Avant que son auteur se voit décerner le Goncourt 2018, un roman antérieur de Nicolas Mathieu, Aux animaux la guerre (Actes Sud), avait reçu en 2014 le prix Erckmann-Chatrian (le Goncourt lorrain). Si le titre vous intrigue, pensez à La Fontaine. Je reprends ici la critique de ce roman que j’ai initialement publiée en 2014 sur le blog Défricheurs du Social du Groupe Alpha.
Dans une rude vallée des Vosges, aussi hivernale qu’était verte la vallée minière et galloise de John Ford, le drame de la fermeture de l’usine de sous-traitance automobile Velocia se noue. Martel, le secrétaire du comité d’entreprise, relève le gant. Martel n’est pas une pure icône du syndicalisme, il porte avec lui son passé et ses ratés, ses potes un peu douteux et sa vieille mère malade. Un zeste de charisme, un sens des rapports de force, une volonté d’être en ont fait l’élu du personnel, dépositaire de la confiance de ses collègues. Lourd fardeau. Il affronte la direction de l’entreprise et ses émissaires parisiens, dont l’avenante DRH, non sans pragmatisme ni quelques arrangements. Mais, fauché, il va s’embringuer, parallèlement au drame social, dans une drôle d’histoire, à ses risques et périls, jusqu’à réveiller les remugles de la guerre d’Algérie et l’ire des réseaux de proxénétisme. Sa relation avec l’inspectrice du travail en charge de l’entreprise, forte tête empathique et obstinée, n’en sortira pas indemne. Autour, des familles quelque peu déglinguées, des jeunes plus ou moins décrocheurs, qui oscillent entre la rage de vivre et la perdition. Pas la peine d’en dire plus au lecteur potentiel.
L’auteur connait bien son monde vosgien et campe des personnages ancrés dans leur territoire : « Comme souvent chez les gens qui s’intéressent à la socio, j’ai tendance à penser que le conditionnement l’emporte sur la liberté. Chacun est pris dans un écheveau d’héritages, de contraintes sociales, de nécessités économiques, etc. Tout ça produit un fatum très roman noir finalement. Mais il y a toujours la possibilité d’une échappée belle…» (interview de Nicolas Mathieu).
Dans la restructuration de la géographie économique, les vallées vosgiennes ne sont guère du bon côté.
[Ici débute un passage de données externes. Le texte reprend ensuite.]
use std::{
    sync::Arc,
    time::{Duration, Instant},
};

use axum::{
    extract::{Request, State},
    http::{header::AUTHORIZATION, HeaderValue, StatusCode},
    middleware::Next,
    response::{IntoResponse, Response},
    Json,
};
use serde::Serialize;
use subtle::ConstantTimeEq;
use tokio::sync::Mutex;
use uuid::Uuid;

/// Newtype wrapping a request ID string, stored as a request extension.
#[derive(Debug, Clone)]
pub struct RequestId(pub String);

/// Bearer-token settings for the admin endpoints.
#[derive(Clone)]
pub struct AuthState {
    tokens: Arc<Vec<String>>,
    pub enabled: bool,
}

impl std::fmt::Debug for AuthState {
    fn fmt(&self, f: &mut std::fmt::Formatter<'_>) -> std::fmt::Result {
        f.debug_struct("AuthState")
            .field("tokens", &format_args!("[{} redacted]", self.tokens.len()))
            .field("enabled", &self.enabled)
            .finish()
    }
}

impl AuthState {
    /// Builds auth from the configured admin tokens.
    ///
    /// In development an empty list disables auth; anywhere else it fails
    /// startup.
    pub fn from_tokens(tokens: &[String], is_development: bool) -> anyhow::Result<Self> {
        let tokens: Vec<String> = tokens
            .iter()
            .map(|t| t.as_str().trim())
            .filter(|t| !t.is_empty())
            .map(ToOwned::to_owned)
            .collect();

        if tokens.is_empty() {
            if is_development {
                tracing::warn!(
                    "JOBSCOUT_ADMIN_TOKENS not set; bearer auth disabled in development environment"
                );
                return Ok(Self {
                    tokens: Arc::new(Vec::new()),
                    enabled: false,
                });
            }

            anyhow::bail!(
                "JOBSCOUT_ADMIN_TOKENS is required outside development; provide comma-separated bearer tokens"
            );
        }

        Ok(Self {
            tokens: Arc::new(tokens),
            enabled: true,
        })
    }

    fn allows(&self, token: &str) -> bool {
        self.tokens
            .iter()
            .fold(false, |found, t| found | bool::from(t.as_bytes().ct_eq(token.as_bytes())))
    }
}

#[derive(Debug, Clone)]
struct RateLimitWindow {
    started_at: Instant,
    count: usize,
}

/// Fixed-window limiter for the admin endpoints.
#[derive(Debug, Clone)]
pub struct RateLimitState {
    max_requests: usize,
    window: Duration,
    state: Arc<Mutex<RateLimitWindow>>,
}

impl RateLimitState {
    #[must_use]
    pub fn new(max_requests: usize, window: Duration) -> Self {
        Self {
            max_requests,
            window,
            state: Arc::new(Mutex::new(RateLimitWindow {
                started_at: Instant::now(),
                count: 0,
            })),
        }
    }
}

#[derive(Debug, Serialize)]
struct MiddlewareErrorBody {
    error: MiddlewareError,
}

#[derive(Debug, Serialize)]
struct MiddlewareError {
    code: &'static str,
    message: &'static str,
}

fn reject(status: StatusCode, code: &'static str, message: &'static str) -> Response {
    (
        status,
        Json(MiddlewareErrorBody {
            error: MiddlewareError { code, message },
        }),
    )
        .into_response()
}

/// Uses the incoming `x-request-id` or generates a `UUIDv4`, stores it as a
/// [`RequestId`] extension and echoes it on the response.
pub async fn request_id(mut req: Request, next: Next) -> Response {
    let id = req
        .headers()
        .get("x-request-id")
        .and_then(|v| v.to_str().ok())
        .map_or_else(|| Uuid::new_v4().to_string(), String::from);

    req.extensions_mut().insert(RequestId(id.clone()));

    let mut res = next.run(req).await;

    if let Ok(val) = HeaderValue::from_str(&id) {
        res.headers_mut().insert("x-request-id", val);
    }

    res
}

/// Middleware enforcing Bearer token auth when enabled.
pub async fn require_bearer_auth(
    State(auth): State<AuthState>,
    req: Request,
    next: Next,
) -> Response {
    if !auth.enabled {
        return next.run(req).await;
    }

    match extract_bearer_token(req.headers().get(AUTHORIZATION)) {
        Some(token) if auth.allows(token) => next.run(req).await,
        _ => reject(
            StatusCode::UNAUTHORIZED,
            "unauthorized",
            "missing or invalid bearer token",
        ),
    }
}

/// Middleware enforcing a fixed request-per-window limit.
pub async fn enforce_rate_limit(
    State(rate_limit): State<RateLimitState>,
    req: Request,
    next: Next,
) -> Response {
    let mut window = rate_limit.state.lock().await;

    if window.started_at.elapsed() >= rate_limit.window {
        window.started_at = Instant::now();
        window.count = 0;
    }

    if window.count >= rate_limit.max_requests {
        return reject(
            StatusCode::TOO_MANY_REQUESTS,
            "rate_limited",
            "rate limit exceeded",
        );
    }

    window.count += 1;
    drop(window);

    next.run(req).await
}

fn extract_bearer_token(value: Option<&HeaderValue>) -> Option<&str> {
    value
        .and_then(|v| v.to_str().ok())
        .and_then(|v| v.strip_prefix("Bearer "))
        .filter(|s| !s.trim().is_empty())
}
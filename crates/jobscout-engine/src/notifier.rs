//! Operator alert delivery.
//!
//! The engine only needs `notify(subject, body)`. Delivery is best-effort:
//! a failing transport is reported back as [`NotifyError`] and recorded by
//! the caller, never propagated further.

use std::future::Future;
use std::time::Duration;

use serde::Serialize;
use thiserror::Error;

#[derive(Debug, Error)]
pub enum NotifyError {
    #[error("alert transport error: {0}")]
    Transport(#[from] reqwest::Error),

    #[error("alert endpoint returned HTTP {status}")]
    Status { status: u16 },

    #[error("alert delivery timed out after {0:?}")]
    Timeout(Duration),
}

/// Sink for operator alerts.
pub trait Notifier: Send + Sync {
    fn notify(
        &self,
        subject: &str,
        body: &str,
    ) -> impl Future<Output = Result<(), NotifyError>> + Send;
}

/// Writes alerts to the log at `warn` level. Used when no transport is configured.
#[derive(Debug, Clone, Default)]
pub struct LogNotifier;

impl Notifier for LogNotifier {
    async fn notify(&self, subject: &str, body: &str) -> Result<(), NotifyError> {
        tracing::warn!(subject, body, "alert: operator notification");
        Ok(())
    }
}

#[derive(Debug, Serialize)]
struct WebhookPayload<'a> {
    subject: &'a str,
    body: &'a str,
}

/// POSTs `{ "subject", "body" }` as JSON to a webhook URL.
#[derive(Debug, Clone)]
pub struct WebhookNotifier {
    http: reqwest::Client,
    url: String,
}

impl WebhookNotifier {
    /// # Errors
    ///
    /// Returns [`NotifyError::Transport`] if the HTTP client cannot be built.
    pub fn new(url: impl Into<String>, timeout: Duration) -> Result<Self, NotifyError> {
        let http = reqwest::Client::builder().timeout(timeout).build()?;
        Ok(Self {
            http,
            url: url.into(),
        })
    }
}

impl Notifier for WebhookNotifier {
    async fn notify(&self, subject: &str, body: &str) -> Result<(), NotifyError> {
        let response = self
            .http
            .post(&self.url)
            .json(&WebhookPayload { subject, body })
            .send()
            .await?;

        let status = response.status();
        if !status.is_success() {
            return Err(NotifyError::Status {
                status: status.as_u16(),
            });
        }
        Ok(())
    }
}

/// The notifier selected by configuration.
#[derive(Debug, Clone)]
pub enum AlertChannel {
    Log(LogNotifier),
    Webhook(WebhookNotifier),
}

impl AlertChannel {
    /// Webhook when a URL is configured, log otherwise.
    ///
    /// # Errors
    ///
    /// Returns [`NotifyError::Transport`] if the webhook client cannot be built.
    pub fn from_webhook_url(url: Option<&str>, timeout: Duration) -> Result<Self, NotifyError> {
        match url {
            Some(url) => Ok(Self::Webhook(WebhookNotifier::new(url, timeout)?)),
            None => Ok(Self::Log(LogNotifier)),
        }
    }
}

impl Notifier for AlertChannel {
    async fn notify(&self, subject: &str, body: &str) -> Result<(), NotifyError> {
        match self {
            AlertChannel::Log(n) => n.notify(subject, body).await,
            AlertChannel::Webhook(n) => n.notify(subject, body).await,
        }
    }
}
Leur industrie quasi-rurale continue d’en prendre plein les dents, le vieux tissu ouvrier est parti en lambeaux. Il suffit de passer la ligne bleue pour percevoir, physiquement, la coupure avec la relative prospérité alsacienne. Ce n’est pas un hasard si, dans le redécoupage des régions, l’Alsace, qui bénéficie de la proximité allemande, n’a guère apprécié de rejouer l’Alsace-Lorraine au sein du « Grand Est ».
La précarité qui mite le tissu social affecte aussi l’engagement syndical, qui a la fragilité des destins individuels. Comme l’ont montré des enquêtes averties sur l’activité syndicale au quotidien, cet engagement est souvent, désormais, bien plus affaire d’identités et de circonstances locales que de conviction idéologique pérenne. Si les identités durent, les circonstances se font et défont, notamment sous l’impact des restructurations. Dans le roman de Nicolas Mathieu, la solitude syndicale de Martel est frappante. Ça ne peut pas durer bien longtemps comme ça. En un autre temps, Jules Ferry, natif de Saint-Dié, qui fut député et sénateur des Vosges, évoqua, dans son testament, « cette ligne bleue des Vosges d’où monte jusqu’à mon cœur fidèle la plainte touchante des vaincus ».
Aux dernières élections européennes, le Front National est arrivé en tête dans le département des Vosges, avec 31,6% des voix exprimées.